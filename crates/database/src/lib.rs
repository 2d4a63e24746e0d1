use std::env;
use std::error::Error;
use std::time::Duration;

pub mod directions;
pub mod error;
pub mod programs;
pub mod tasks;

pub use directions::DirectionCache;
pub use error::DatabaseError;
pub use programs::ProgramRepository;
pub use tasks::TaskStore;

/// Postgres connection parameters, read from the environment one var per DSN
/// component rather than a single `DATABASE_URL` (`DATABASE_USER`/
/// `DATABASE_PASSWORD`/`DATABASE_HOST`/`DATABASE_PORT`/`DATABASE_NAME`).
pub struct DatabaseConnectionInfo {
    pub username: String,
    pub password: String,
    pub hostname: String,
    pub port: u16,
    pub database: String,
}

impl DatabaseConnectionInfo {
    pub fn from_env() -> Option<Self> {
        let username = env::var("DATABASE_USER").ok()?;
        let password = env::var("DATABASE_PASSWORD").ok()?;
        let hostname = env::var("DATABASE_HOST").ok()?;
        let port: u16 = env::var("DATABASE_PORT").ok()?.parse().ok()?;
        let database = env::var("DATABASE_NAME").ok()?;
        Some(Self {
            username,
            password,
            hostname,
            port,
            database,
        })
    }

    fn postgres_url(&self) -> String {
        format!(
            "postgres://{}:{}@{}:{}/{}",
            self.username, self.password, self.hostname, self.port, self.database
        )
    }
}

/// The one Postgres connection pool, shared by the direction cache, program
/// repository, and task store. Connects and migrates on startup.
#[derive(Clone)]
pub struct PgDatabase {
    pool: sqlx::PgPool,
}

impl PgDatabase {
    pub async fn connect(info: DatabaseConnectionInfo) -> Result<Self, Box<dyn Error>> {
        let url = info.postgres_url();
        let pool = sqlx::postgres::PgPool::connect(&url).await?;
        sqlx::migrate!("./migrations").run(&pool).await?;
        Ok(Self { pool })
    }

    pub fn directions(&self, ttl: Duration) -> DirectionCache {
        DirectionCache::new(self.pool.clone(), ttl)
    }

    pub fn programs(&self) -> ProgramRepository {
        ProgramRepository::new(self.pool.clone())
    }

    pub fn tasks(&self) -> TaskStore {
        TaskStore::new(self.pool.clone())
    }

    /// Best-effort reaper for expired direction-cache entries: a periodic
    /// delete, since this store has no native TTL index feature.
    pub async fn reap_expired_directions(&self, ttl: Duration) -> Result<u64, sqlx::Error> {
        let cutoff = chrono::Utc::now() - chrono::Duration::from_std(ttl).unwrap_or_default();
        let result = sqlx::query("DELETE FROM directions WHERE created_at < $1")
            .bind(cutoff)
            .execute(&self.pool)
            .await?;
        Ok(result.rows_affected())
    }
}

- **Description of the task**
Find where the line with "use std::error::Error;" sits in the material above, then copy exactly from it through the line with "entries: a periodic". Add no other line.

- **Answer to the exercise**
use std::error::Error;
use std::time::Duration;

pub mod directions;
pub mod error;
pub mod programs;
pub mod tasks;

pub use directions::DirectionCache;
pub use error::DatabaseError;
pub use programs::ProgramRepository;
pub use tasks::TaskStore;

/// Postgres connection parameters, read from the environment one var per DSN
/// component rather than a single `DATABASE_URL` (`DATABASE_USER`/
/// `DATABASE_PASSWORD`/`DATABASE_HOST`/`DATABASE_PORT`/`DATABASE_NAME`).
pub struct DatabaseConnectionInfo {
    pub username: String,
    pub password: String,
    pub hostname: String,
    pub port: u16,
    pub database: String,
}

impl DatabaseConnectionInfo {
    pub fn from_env() -> Option<Self> {
        let username = env::var("DATABASE_USER").ok()?;
        let password = env::var("DATABASE_PASSWORD").ok()?;
        let hostname = env::var("DATABASE_HOST").ok()?;
        let port: u16 = env::var("DATABASE_PORT").ok()?.parse().ok()?;
        let database = env::var("DATABASE_NAME").ok()?;
        Some(Self {
            username,
            password,
            hostname,
            port,
            database,
        })
    }

    fn postgres_url(&self) -> String {
        format!(
            "postgres://{}:{}@{}:{}/{}",
            self.username, self.password, self.hostname, self.port, self.database
        )
    }
}

/// The one Postgres connection pool, shared by the direction cache, program
/// repository, and task store. Connects and migrates on startup.
#[derive(Clone)]
pub struct PgDatabase {
    pool: sqlx::PgPool,
}

impl PgDatabase {
    pub async fn connect(info: DatabaseConnectionInfo) -> Result<Self, Box<dyn Error>> {
        let url = info.postgres_url();
        let pool = sqlx::postgres::PgPool::connect(&url).await?;
        sqlx::migrate!("./migrations").run(&pool).await?;
        Ok(Self { pool })
    }

    pub fn directions(&self, ttl: Duration) -> DirectionCache {
        DirectionCache::new(self.pool.clone(), ttl)
    }

    pub fn programs(&self) -> ProgramRepository {
        ProgramRepository::new(self.pool.clone())
    }

    pub fn tasks(&self) -> TaskStore {
        TaskStore::new(self.pool.clone())
    }

    /// Best-effort reaper for expired direction-cache entries: a periodic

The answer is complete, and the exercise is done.